The Breast Cancer Community Education and Mobilization project was organized by the China Women's Development Foundation and the US-based Susan G. Komen, the world's largest breast cancer group.

The project seeks to recruit businesses, nonprofit organizations, the media, medical organizations, professionals and donors to combat breast cancer through publicity, routine examinations, patient support, and research and training.

The financial investment will take place over the next three years.

In 2010, 208,000 Chinese women were diagnosed with breast cancer, representing more than 12 percent of the world's new patients. The 2015 Chinese cancer annual report ranks breast cancer as the most prevalent cancer among Chinese women.
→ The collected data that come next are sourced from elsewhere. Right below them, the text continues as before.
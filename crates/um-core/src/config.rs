//! Configuration types and parsing for unimeta.yml

use crate::error::{CoreError, CoreResult};
use serde::{Deserialize, Serialize};
use std::path::{Path, PathBuf};

/// Default configuration file name looked up in the working directory.
pub const CONFIG_FILE_NAME: &str = "unimeta.yml";

/// Top-level configuration from unimeta.yml
#[derive(Debug, Clone, Serialize, Deserialize)]
#[serde(deny_unknown_fields)]
pub struct Config {
    /// Directory whose subdirectories are scanned for projects
    #[serde(default = "default_projects_dir")]
    pub projects_dir: PathBuf,

    /// Where the unified snapshot document is written
    #[serde(default = "default_output_path")]
    pub output_path: PathBuf,

    /// File names that mark a directory as a project root
    #[serde(default = "default_descriptor_files")]
    pub descriptor_files: Vec<String>,

    /// Build manifest location, relative to each project root
    #[serde(default = "default_manifest_path")]
    pub manifest_path: PathBuf,

    /// Catalog location, relative to each project root
    #[serde(default = "default_catalog_path")]
    pub catalog_path: PathBuf,

    /// Extensions of source-text files scanned for references
    #[serde(default = "default_source_extensions")]
    pub source_extensions: Vec<String>,

    /// Link source tables to same-named models of other projects
    #[serde(default = "default_true")]
    pub bridge_sources_to_models: bool,

    /// Manual lineage edges added on top of the resolved graph
    #[serde(default)]
    pub overrides: Vec<LineageOverride>,

    /// Background poller settings
    #[serde(default)]
    pub watch: WatchConfig,

    /// Description enrichment settings
    #[serde(default)]
    pub enrichment: EnrichmentConfig,

    /// HTTP server settings
    #[serde(default)]
    pub server: ServerConfig,
}

/// One operator-supplied lineage edge, by global id.
#[derive(Debug, Clone, PartialEq, Eq, Serialize, Deserialize)]
#[serde(deny_unknown_fields)]
pub struct LineageOverride {
    /// Upstream node
    pub source: String,
    /// Downstream node
    pub target: String,
}

/// Poller configuration
#[derive(Debug, Clone, Serialize, Deserialize)]
#[serde(deny_unknown_fields)]
pub struct WatchConfig {
    /// Start the poller together with `serve`
    #[serde(default)]
    pub enabled: bool,

    /// Seconds between polls
    #[serde(default = "default_interval_secs")]
    pub interval_secs: u64,

    /// Quiet period a change must survive before a refresh fires
    #[serde(default = "default_debounce_ms")]
    pub debounce_ms: u64,

    /// File names whose changes trigger a refresh
    #[serde(default = "default_watch_patterns")]
    pub patterns: Vec<String>,
}

impl Default for WatchConfig {
    fn default() -> Self {
        Self {
            enabled: false,
            interval_secs: default_interval_secs(),
            debounce_ms: default_debounce_ms(),
            patterns: default_watch_patterns(),
        }
    }
}

/// Enrichment configuration
#[derive(Debug, Clone, Serialize, Deserialize)]
#[serde(deny_unknown_fields)]
pub struct EnrichmentConfig {
    /// Run the enricher after every successful refresh
    #[serde(default)]
    pub enabled: bool,

    /// Upper bound for a single `describe` call
    #[serde(default = "default_enrichment_timeout")]
    pub timeout_secs: u64,
}

impl Default for EnrichmentConfig {
    fn default() -> Self {
        Self {
            enabled: false,
            timeout_secs: default_enrichment_timeout(),
        }
    }
}

/// HTTP server configuration
#[derive(Debug, Clone, Serialize, Deserialize)]
#[serde(deny_unknown_fields)]
pub struct ServerConfig {
    #[serde(default = "default_host")]
    pub host: String,

    #[serde(default = "default_port")]
    pub port: u16,
}

impl Default for ServerConfig {
    fn default() -> Self {
        Self {
            host: default_host(),
            port: default_port(),
        }
    }
}

fn default_projects_dir() -> PathBuf {
    PathBuf::from("dbt_projects")
}

fn default_output_path() -> PathBuf {
    PathBuf::from("exports/uni_metadata.json")
}

fn default_descriptor_files() -> Vec<String> {
    vec!["dbt_project.yml".to_string(), "dbt_project.yaml".to_string()]
}

fn default_manifest_path() -> PathBuf {
    PathBuf::from("target/manifest.json")
}

fn default_catalog_path() -> PathBuf {
    PathBuf::from("target/catalog.json")
}

fn default_source_extensions() -> Vec<String> {
    vec!["sql".to_string()]
}

fn default_true() -> bool {
    true
}

fn default_interval_secs() -> u64 {
    60
}

fn default_debounce_ms() -> u64 {
    2000
}

fn default_watch_patterns() -> Vec<String> {
    vec!["manifest.json".to_string(), "catalog.json".to_string()]
}

fn default_enrichment_timeout() -> u64 {
    10
}

fn default_host() -> String {
    "127.0.0.1".to_string()
}

fn default_port() -> u16 {
    8000
}

impl Default for Config {
    fn default() -> Self {
        Self {
            projects_dir: default_projects_dir(),
            output_path: default_output_path(),
            descriptor_files: default_descriptor_files(),
            manifest_path: default_manifest_path(),
            catalog_path: default_catalog_path(),
            source_extensions: default_source_extensions(),
            bridge_sources_to_models: true,
            overrides: Vec::new(),
            watch: WatchConfig::default(),
            enrichment: EnrichmentConfig::default(),
            server: ServerConfig::default(),
        }
    }
}

impl Config {
    /// Load configuration from a file
    pub fn load(path: &Path) -> CoreResult<Self> {
        if !path.exists() {
            return Err(CoreError::ConfigNotFound {
                path: path.display().to_string(),
            });
        }

        let content = std::fs::read_to_string(path).map_err(|e| CoreError::IoWithPath {
            path: path.display().to_string(),
            source: e,
        })?;
        let config: Config =
            serde_yaml::from_str(&content).map_err(|e| CoreError::ConfigParseError {
                path: path.display().to_string(),
                message: e.to_string(),
            })?;
        config.validate()?;
        Ok(config)
    }

    /// Load `unimeta.yml` from `dir`, falling back to defaults when absent.
    pub fn load_or_default(dir: &Path) -> CoreResult<Self> {
        let path = dir.join(CONFIG_FILE_NAME);
        if path.exists() {
            Self::load(&path)
        } else {
            log::debug!("No {} in {}, using defaults", CONFIG_FILE_NAME, dir.display());
            Ok(Self::default())
        }
    }

    /// Reject values the pipeline cannot work with.
    pub fn validate(&self) -> CoreResult<()> {
        if self.descriptor_files.is_empty() {
            return Err(CoreError::ConfigInvalid {
                message: "descriptor_files must list at least one file name".to_string(),
            });
        }
        if self.watch.interval_secs == 0 {
            return Err(CoreError::ConfigInvalid {
                message: "watch.interval_secs must be greater than zero".to_string(),
            });
        }
        if self.enrichment.timeout_secs == 0 {
            return Err(CoreError::ConfigInvalid {
                message: "enrichment.timeout_secs must be greater than zero".to_string(),
            });
        }
        if let Some(bad) = self
            .overrides
            .iter()
            .find(|o| o.source.trim().is_empty() || o.target.trim().is_empty())
        {
            return Err(CoreError::ConfigInvalid {
                message: format!(
                    "override '{}' -> '{}' has an empty endpoint",
                    bad.source, bad.target
                ),
            });
        }
        Ok(())
    }

    /// Manifest path for a project rooted at `root`
    pub fn manifest_path_for(&self, root: &Path) -> PathBuf {
        root.join(&self.manifest_path)
    }

    /// Catalog path for a project rooted at `root`
    pub fn catalog_path_for(&self, root: &Path) -> PathBuf {
        root.join(&self.catalog_path)
    }
}

#[cfg(test)]
#[path = "config_test.rs"]
mod tests;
"We aim to help more patients promote social awareness and women's recognition of the disease, improve patients' life quality and reduce the death rate," said Zhen Yan, vice president of the China Women's Development Foundation.

Judith Salerno, Komen's president and CEO, said that her organization, like the women's foundation and the All-China Women's Federation, believes "all women can live healthy and productive lives, free from breast cancer when they have regular access to breast cancer screening".

The outcomes for women with breast cancer can be significantly improved when they have access to the best treatment, she said.

The women's foundation started Pink Alliance, a breast cancer screening program, in January 2014, to provide women with services such as training and patient support.

The government has provided free cervical cancer and breast cancer screening to women in China's rural areas since 2009. In the past six years, 44 million women have been screened.